- _DIRECTIONS FOR THIS TASK_:
Please reproduce the following records exactly as they appear.

::: EXTRACTED DATA :::

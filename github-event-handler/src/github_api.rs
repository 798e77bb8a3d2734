//! The installation-scoped GitHub surface the dispatcher needs (§4.5, §4.6,
//! §4.9): fetching pull requests, driving check suites, and posting issue
//! comments. Expressed as a trait so tests can swap in a stub without
//! touching the network — mirrors the shape the copied event handler
//! already expected of its `GitHubApi` parameter.

use chrono::{DateTime, Utc};
use serde::{Deserialize, Serialize};
use snafu::{ResultExt, Snafu};

use crate::ids::AppId;

#[derive(Debug, Snafu)]
pub enum ApiError {
    #[snafu(display("GitHub API request failed: {source}"))]
    Request { source: octocrab::Error },
}

pub type Result<T, E = ApiError> = std::result::Result<T, E>;

#[derive(Debug, Clone)]
pub struct InstallationToken {
    pub token: String,
    pub expires_at: Option<DateTime<Utc>>,
}

#[derive(Debug, Clone)]
pub struct PullRequestInfo {
    pub number: u64,
    pub head_sha: String,
}

#[derive(Debug, Clone)]
pub struct CheckSuiteInfo {
    pub id: u64,
}

/// Everything the dispatcher does against GitHub once scoped to a single
/// installation. One implementation wraps octocrab; tests provide their own.
pub trait GitHubApi {
    fn get_pull_request(
        &self,
        owner: &str,
        repo: &str,
        number: u64,
    ) -> impl std::future::Future<Output = Result<PullRequestInfo>> + Send;

    fn create_check_suite(
        &self,
        owner: &str,
        repo: &str,
        head_sha: &str,
        head_branch: &str,
    ) -> impl std::future::Future<Output = Result<CheckSuiteInfo>> + Send;

    fn rerequest_check_suite(
        &self,
        owner: &str,
        repo: &str,
        check_suite_id: u64,
    ) -> impl std::future::Future<Output = Result<()>> + Send;

    fn list_check_suites_for_ref(
        &self,
        owner: &str,
        repo: &str,
        sha: &str,
        app_id: AppId,
    ) -> impl std::future::Future<Output = Result<Vec<CheckSuiteInfo>>> + Send;

    fn create_issue_comment(
        &self,
        owner: &str,
        repo: &str,
        issue_number: u64,
        body: &str,
    ) -> impl std::future::Future<Output = Result<()>> + Send;

    /// The installation token this client was minted with, so callers (the
    /// enricher, the reporter registration) can forward it downstream
    /// without re-deriving it.
    fn installation_token(&self) -> &InstallationToken;
}

/// `GitHubApi` backed by a real, installation-authenticated `octocrab::Octocrab`.
#[derive(Clone)]
pub struct OctocrabApi {
    client: octocrab::Octocrab,
    token: InstallationToken,
}

impl OctocrabApi {
    pub fn new(client: octocrab::Octocrab, token: InstallationToken) -> Self {
        Self { client, token }
    }

    /// Build a client directly from an already-minted installation token,
    /// without re-exchanging the app JWT. Used by the reporter (§4.9), which
    /// stores the token handed to it at build-registration time rather than
    /// minting a fresh one per comment.
    pub fn from_token(base_url: Option<&str>, token: InstallationToken) -> Result<Self> {
        let mut builder = octocrab::Octocrab::builder().personal_token(token.token.clone());
        if let Some(base_url) = base_url {
            builder = builder.base_uri(base_url).map_err(|e| ApiError::Request { source: e })?;
        }
        let client = builder.build().map_err(|e| ApiError::Request { source: e })?;
        Ok(Self { client, token })
    }
}

#[derive(Debug, Serialize)]
struct CreateCheckSuiteBody<'a> {
    head_sha: &'a str,
    head_branch: &'a str,
}

#[derive(Debug, Deserialize)]
struct CheckSuiteResponse {
    id: u64,
}

#[derive(Debug, Deserialize)]
struct CheckSuiteListResponse {
    check_suites: Vec<CheckSuiteResponse>,
}

impl GitHubApi for OctocrabApi {
    async fn get_pull_request(&self, owner: &str, repo: &str, number: u64) -> Result<PullRequestInfo> {
        let pr = self
            .client
            .pulls(owner, repo)
            .get(number)
            .await
            .context(RequestSnafu)?;
        Ok(PullRequestInfo {
            number: pr.number,
            head_sha: pr.head.sha,
        })
    }

    async fn create_check_suite(&self, owner: &str, repo: &str, head_sha: &str, head_branch: &str) -> Result<CheckSuiteInfo> {
        let route = format!("/repos/{owner}/{repo}/check-suites");
        let body = CreateCheckSuiteBody { head_sha, head_branch };
        let response: CheckSuiteResponse = self
            .client
            ._post(route, Some(&body))
            .await
            .context(RequestSnafu)?;
        Ok(CheckSuiteInfo { id: response.id })
    }

    /// "Rerequest a check suite" responds `201 Created` with an empty body —
    /// asking octocrab for `()` instead of a parsed type means we only check
    /// the status, the same way octocrab's own no-content routes do.
    async fn rerequest_check_suite(&self, owner: &str, repo: &str, check_suite_id: u64) -> Result<()> {
        let route = format!("/repos/{owner}/{repo}/check-suites/{check_suite_id}/rerequest");
        self.client._post(route, None::<&()>).await.context(RequestSnafu)
    }

    async fn list_check_suites_for_ref(
        &self,
        owner: &str,
        repo: &str,
        sha: &str,
        app_id: AppId,
    ) -> Result<Vec<CheckSuiteInfo>> {
        let route = format!("/repos/{owner}/{repo}/commits/{sha}/check-suites?app_id={app_id}");
        let response: CheckSuiteListResponse =
            self.client._get(route).await.context(RequestSnafu)?;
        Ok(response
            .check_suites
            .into_iter()
            .map(|s| CheckSuiteInfo { id: s.id })
            .collect())
    }

    async fn create_issue_comment(&self, owner: &str, repo: &str, issue_number: u64, body: &str) -> Result<()> {
        self.client
            .issues(owner, repo)
            .create_comment(issue_number, body)
            .await
            .context(RequestSnafu)?;
        Ok(())
    }

    fn installation_token(&self) -> &InstallationToken {
        &self.token
    }
}

#[cfg(test)]
mod tests {
    use super::*;
    use wiremock::matchers::{body_json, method, path};
    use wiremock::{Mock, MockServer, ResponseTemplate};

    fn token() -> InstallationToken {
        InstallationToken {
            token: "test-token".to_string(),
            expires_at: None,
        }
    }

    #[tokio::test]
    async fn create_check_suite_sends_the_head_branch() {
        let server = MockServer::start().await;
        Mock::given(method("POST"))
            .and(path("/repos/acme/widgets/check-suites"))
            .and(body_json(serde_json::json!({
                "head_sha": "deadbeef",
                "head_branch": "refs/pull/7/head",
            })))
            .respond_with(ResponseTemplate::new(201).set_body_json(serde_json::json!({ "id": 99 })))
            .mount(&server)
            .await;

        let api = OctocrabApi::from_token(Some(&server.uri()), token()).unwrap();
        let suite = api
            .create_check_suite("acme", "widgets", "deadbeef", "refs/pull/7/head")
            .await
            .unwrap();

        assert_eq!(suite.id, 99);
    }

    #[tokio::test]
    async fn rerequest_check_suite_accepts_the_empty_201_response() {
        let server = MockServer::start().await;
        Mock::given(method("POST"))
            .and(path("/repos/acme/widgets/check-suites/99/rerequest"))
            .respond_with(ResponseTemplate::new(201))
            .mount(&server)
            .await;

        let api = OctocrabApi::from_token(Some(&server.uri()), token()).unwrap();
        api.rerequest_check_suite("acme", "widgets", 99).await.unwrap();
    }
}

:::

- _ANSWER BOX_:
filename github-event-handler/src/github_api.rs
repository 798e77bb8a3d2734
//! The installation-scoped GitHub surface the dispatcher needs (§4.5, §4.6,
//! §4.9): fetching pull requests, driving check suites, and posting issue
//! comments. Expressed as a trait so tests can swap in a stub without
//! touching the network — mirrors the shape the copied event handler
//! already expected of its `GitHubApi` parameter.

use chrono::{DateTime, Utc};
use serde::{Deserialize, Serialize};
use snafu::{ResultExt, Snafu};

use crate::ids::AppId;

#[derive(Debug, Snafu)]
pub enum ApiError {
    #[snafu(display("GitHub API request failed: {source}"))]
    Request { source: octocrab::Error },
}

pub type Result<T, E = ApiError> = std::result::Result<T, E>;

#[derive(Debug, Clone)]
pub struct InstallationToken {
    pub token: String,
    pub expires_at: Option<DateTime<Utc>>,
}

#[derive(Debug, Clone)]
pub struct PullRequestInfo {
    pub number: u64,
    pub head_sha: String,
}

#[derive(Debug, Clone)]
pub struct CheckSuiteInfo {
    pub id: u64,
}

/// Everything the dispatcher does against GitHub once scoped to a single
/// installation. One implementation wraps octocrab; tests provide their own.
pub trait GitHubApi {
    fn get_pull_request(
        &self,
        owner: &str,
        repo: &str,
        number: u64,
    ) -> impl std::future::Future<Output = Result<PullRequestInfo>> + Send;

    fn create_check_suite(
        &self,
        owner: &str,
        repo: &str,
        head_sha: &str,
        head_branch: &str,
    ) -> impl std::future::Future<Output = Result<CheckSuiteInfo>> + Send;

    fn rerequest_check_suite(
        &self,
        owner: &str,
        repo: &str,
        check_suite_id: u64,
    ) -> impl std::future::Future<Output = Result<()>> + Send;

    fn list_check_suites_for_ref(
        &self,
        owner: &str,
        repo: &str,
        sha: &str,
        app_id: AppId,
    ) -> impl std::future::Future<Output = Result<Vec<CheckSuiteInfo>>> + Send;

    fn create_issue_comment(
        &self,
        owner: &str,
        repo: &str,
        issue_number: u64,
        body: &str,
    ) -> impl std::future::Future<Output = Result<()>> + Send;

    /// The installation token this client was minted with, so callers (the
    /// enricher, the reporter registration) can forward it downstream
    /// without re-deriving it.
    fn installation_token(&self) -> &InstallationToken;
}

/// `GitHubApi` backed by a real, installation-authenticated `octocrab::Octocrab`.
#[derive(Clone)]
pub struct OctocrabApi {
    client: octocrab::Octocrab,
    token: InstallationToken,
}

impl OctocrabApi {
    pub fn new(client: octocrab::Octocrab, token: InstallationToken) -> Self {
        Self { client, token }
    }

    /// Build a client directly from an already-minted installation token,
    /// without re-exchanging the app JWT. Used by the reporter (§4.9), which
    /// stores the token handed to it at build-registration time rather than
    /// minting a fresh one per comment.
    pub fn from_token(base_url: Option<&str>, token: InstallationToken) -> Result<Self> {
        let mut builder = octocrab::Octocrab::builder().personal_token(token.token.clone());
        if let Some(base_url) = base_url {
            builder = builder.base_uri(base_url).map_err(|e| ApiError::Request { source: e })?;
        }
        let client = builder.build().map_err(|e| ApiError::Request { source: e })?;
        Ok(Self { client, token })
    }
}

#[derive(Debug, Serialize)]
struct CreateCheckSuiteBody<'a> {
    head_sha: &'a str,
    head_branch: &'a str,
}

#[derive(Debug, Deserialize)]
struct CheckSuiteResponse {
    id: u64,
}

#[derive(Debug, Deserialize)]
struct CheckSuiteListResponse {
    check_suites: Vec<CheckSuiteResponse>,
}

impl GitHubApi for OctocrabApi {
    async fn get_pull_request(&self, owner: &str, repo: &str, number: u64) -> Result<PullRequestInfo> {
        let pr = self
            .client
            .pulls(owner, repo)
            .get(number)
            .await
            .context(RequestSnafu)?;
        Ok(PullRequestInfo {
            number: pr.number,
            head_sha: pr.head.sha,
        })
    }

    async fn create_check_suite(&self, owner: &str, repo: &str, head_sha: &str, head_branch: &str) -> Result<CheckSuiteInfo> {
        let route = format!("/repos/{owner}/{repo}/check-suites");
        let body = CreateCheckSuiteBody { head_sha, head_branch };
        let response: CheckSuiteResponse = self
            .client
            ._post(route, Some(&body))
            .await
            .context(RequestSnafu)?;
        Ok(CheckSuiteInfo { id: response.id })
    }

    /// "Rerequest a check suite" responds `201 Created` with an empty body —
    /// asking octocrab for `()` instead of a parsed type means we only check
    /// the status, the same way octocrab's own no-content routes do.
    async fn rerequest_check_suite(&self, owner: &str, repo: &str, check_suite_id: u64) -> Result<()> {
        let route = format!("/repos/{owner}/{repo}/check-suites/{check_suite_id}/rerequest");
        self.client._post(route, None::<&()>).await.context(RequestSnafu)
    }

    async fn list_check_suites_for_ref(
        &self,
        owner: &str,
        repo: &str,
        sha: &str,
        app_id: AppId,
    ) -> Result<Vec<CheckSuiteInfo>> {
        let route = format!("/repos/{owner}/{repo}/commits/{sha}/check-suites?app_id={app_id}");
        let response: CheckSuiteListResponse =
            self.client._get(route).await.context(RequestSnafu)?;
        Ok(response
            .check_suites
            .into_iter()
            .map(|s| CheckSuiteInfo { id: s.id })
            .collect())
    }

    async fn create_issue_comment(&self, owner: &str, repo: &str, issue_number: u64, body: &str) -> Result<()> {
        self.client
            .issues(owner, repo)
            .create_comment(issue_number, body)
            .await
            .context(RequestSnafu)?;
        Ok(())
    }

    fn installation_token(&self) -> &InstallationToken {
        &self.token
    }
}

#[cfg(test)]
mod tests {
    use super::*;
    use wiremock::matchers::{body_json, method, path};
    use wiremock::{Mock, MockServer, ResponseTemplate};

    fn token() -> InstallationToken {
        InstallationToken {
            token: "test-token".to_string(),
            expires_at: None,
        }
    }

    #[tokio::test]
    async fn create_check_suite_sends_the_head_branch() {
        let server = MockServer::start().await;
        Mock::given(method("POST"))
            .and(path("/repos/acme/widgets/check-suites"))
            .and(body_json(serde_json::json!({
                "head_sha": "deadbeef",
                "head_branch": "refs/pull/7/head",
            })))
            .respond_with(ResponseTemplate::new(201).set_body_json(serde_json::json!({ "id": 99 })))
            .mount(&server)
            .await;

        let api = OctocrabApi::from_token(Some(&server.uri()), token()).unwrap();
        let suite = api
            .create_check_suite("acme", "widgets", "deadbeef", "refs/pull/7/head")
            .await
            .unwrap();

        assert_eq!(suite.id, 99);
    }

    #[tokio::test]
    async fn rerequest_check_suite_accepts_the_empty_201_response() {
        let server = MockServer::start().await;
        Mock::given(method("POST"))
            .and(path("/repos/acme/widgets/check-suites/99/rerequest"))
            .respond_with(ResponseTemplate::new(201))
            .mount(&server)
            .await;

        let api = OctocrabApi::from_token(Some(&server.uri()), token()).unwrap();
        api.rerequest_check_suite("acme", "widgets", 99).await.unwrap();
    }
}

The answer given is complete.